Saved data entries
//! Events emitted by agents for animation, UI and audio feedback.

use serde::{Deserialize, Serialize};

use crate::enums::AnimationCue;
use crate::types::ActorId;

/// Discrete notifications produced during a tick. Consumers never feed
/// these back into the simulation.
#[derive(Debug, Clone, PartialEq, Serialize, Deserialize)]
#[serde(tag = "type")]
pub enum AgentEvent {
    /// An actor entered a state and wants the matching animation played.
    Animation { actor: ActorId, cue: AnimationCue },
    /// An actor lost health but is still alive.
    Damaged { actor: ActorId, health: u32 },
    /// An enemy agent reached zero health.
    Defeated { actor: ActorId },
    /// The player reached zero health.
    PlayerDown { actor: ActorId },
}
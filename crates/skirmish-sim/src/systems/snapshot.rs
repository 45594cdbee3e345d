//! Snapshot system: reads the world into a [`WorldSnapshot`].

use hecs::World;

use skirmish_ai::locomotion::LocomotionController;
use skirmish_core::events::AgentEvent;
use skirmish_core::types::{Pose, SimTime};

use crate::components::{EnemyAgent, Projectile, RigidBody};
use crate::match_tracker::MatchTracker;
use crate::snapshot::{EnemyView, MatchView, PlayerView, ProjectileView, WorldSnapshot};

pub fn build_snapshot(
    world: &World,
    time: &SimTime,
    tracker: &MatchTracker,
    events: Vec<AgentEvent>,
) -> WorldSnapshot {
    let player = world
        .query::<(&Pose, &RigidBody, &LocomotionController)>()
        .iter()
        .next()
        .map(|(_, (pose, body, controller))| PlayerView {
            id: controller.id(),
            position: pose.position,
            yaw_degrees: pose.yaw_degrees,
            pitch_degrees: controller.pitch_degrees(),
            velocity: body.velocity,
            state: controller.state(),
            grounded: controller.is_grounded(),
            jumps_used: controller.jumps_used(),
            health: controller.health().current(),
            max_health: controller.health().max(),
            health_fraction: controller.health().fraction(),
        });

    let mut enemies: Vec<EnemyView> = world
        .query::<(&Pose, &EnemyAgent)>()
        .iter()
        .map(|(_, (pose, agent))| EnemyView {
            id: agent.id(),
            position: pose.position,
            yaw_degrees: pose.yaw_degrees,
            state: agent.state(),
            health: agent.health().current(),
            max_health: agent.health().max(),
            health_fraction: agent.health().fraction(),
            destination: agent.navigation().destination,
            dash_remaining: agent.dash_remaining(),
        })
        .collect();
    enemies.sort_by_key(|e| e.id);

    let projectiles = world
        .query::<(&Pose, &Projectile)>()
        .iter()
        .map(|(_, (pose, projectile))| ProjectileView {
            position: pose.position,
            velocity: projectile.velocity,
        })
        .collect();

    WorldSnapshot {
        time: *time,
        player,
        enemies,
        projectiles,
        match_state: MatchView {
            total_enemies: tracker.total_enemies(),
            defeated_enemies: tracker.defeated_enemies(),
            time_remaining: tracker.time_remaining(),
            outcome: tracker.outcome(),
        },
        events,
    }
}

*What is needed:*
Repeat the lines above with every word intact.

*Written reply:*
//! Events emitted by agents for animation, UI and audio feedback.

use serde::{Deserialize, Serialize};

use crate::enums::AnimationCue;
use crate::types::ActorId;

/// Discrete notifications produced during a tick. Consumers never feed
/// these back into the simulation.
#[derive(Debug, Clone, PartialEq, Serialize, Deserialize)]
#[serde(tag = "type")]
pub enum AgentEvent {
    /// An actor entered a state and wants the matching animation played.
    Animation { actor: ActorId, cue: AnimationCue },
    /// An actor lost health but is still alive.
    Damaged { actor: ActorId, health: u32 },
    /// An enemy agent reached zero health.
    Defeated { actor: ActorId },
    /// The player reached zero health.
    PlayerDown { actor: ActorId },
}
filename crates/skirmish-sim/src/systems/snapshot.rs
repository 45594cdbee3e345d
//! Snapshot system: reads the world into a [`WorldSnapshot`].

use hecs::World;

use skirmish_ai::locomotion::LocomotionController;
use skirmish_core::events::AgentEvent;
use skirmish_core::types::{Pose, SimTime};

use crate::components::{EnemyAgent, Projectile, RigidBody};
use crate::match_tracker::MatchTracker;
use crate::snapshot::{EnemyView, MatchView, PlayerView, ProjectileView, WorldSnapshot};

pub fn build_snapshot(
    world: &World,
    time: &SimTime,
    tracker: &MatchTracker,
    events: Vec<AgentEvent>,
) -> WorldSnapshot {
    let player = world
        .query::<(&Pose, &RigidBody, &LocomotionController)>()
        .iter()
        .next()
        .map(|(_, (pose, body, controller))| PlayerView {
            id: controller.id(),
            position: pose.position,
            yaw_degrees: pose.yaw_degrees,
            pitch_degrees: controller.pitch_degrees(),
            velocity: body.velocity,
            state: controller.state(),
            grounded: controller.is_grounded(),
            jumps_used: controller.jumps_used(),
            health: controller.health().current(),
            max_health: controller.health().max(),
            health_fraction: controller.health().fraction(),
        });

    let mut enemies: Vec<EnemyView> = world
        .query::<(&Pose, &EnemyAgent)>()
        .iter()
        .map(|(_, (pose, agent))| EnemyView {
            id: agent.id(),
            position: pose.position,
            yaw_degrees: pose.yaw_degrees,
            state: agent.state(),
            health: agent.health().current(),
            max_health: agent.health().max(),
            health_fraction: agent.health().fraction(),
            destination: agent.navigation().destination,
            dash_remaining: agent.dash_remaining(),
        })
        .collect();
    enemies.sort_by_key(|e| e.id);

    let projectiles = world
        .query::<(&Pose, &Projectile)>()
        .iter()
        .map(|(_, (pose, projectile))| ProjectileView {
            position: pose.position,
            velocity: projectile.velocity,
        })
        .collect();

    WorldSnapshot {
        time: *time,
        player,
        enemies,
        projectiles,
        match_state: MatchView {
            total_enemies: tracker.total_enemies(),
            defeated_enemies: tracker.defeated_enemies(),
            time_remaining: tracker.time_remaining(),
            outcome: tracker.outcome(),
        },
        events,
    }
}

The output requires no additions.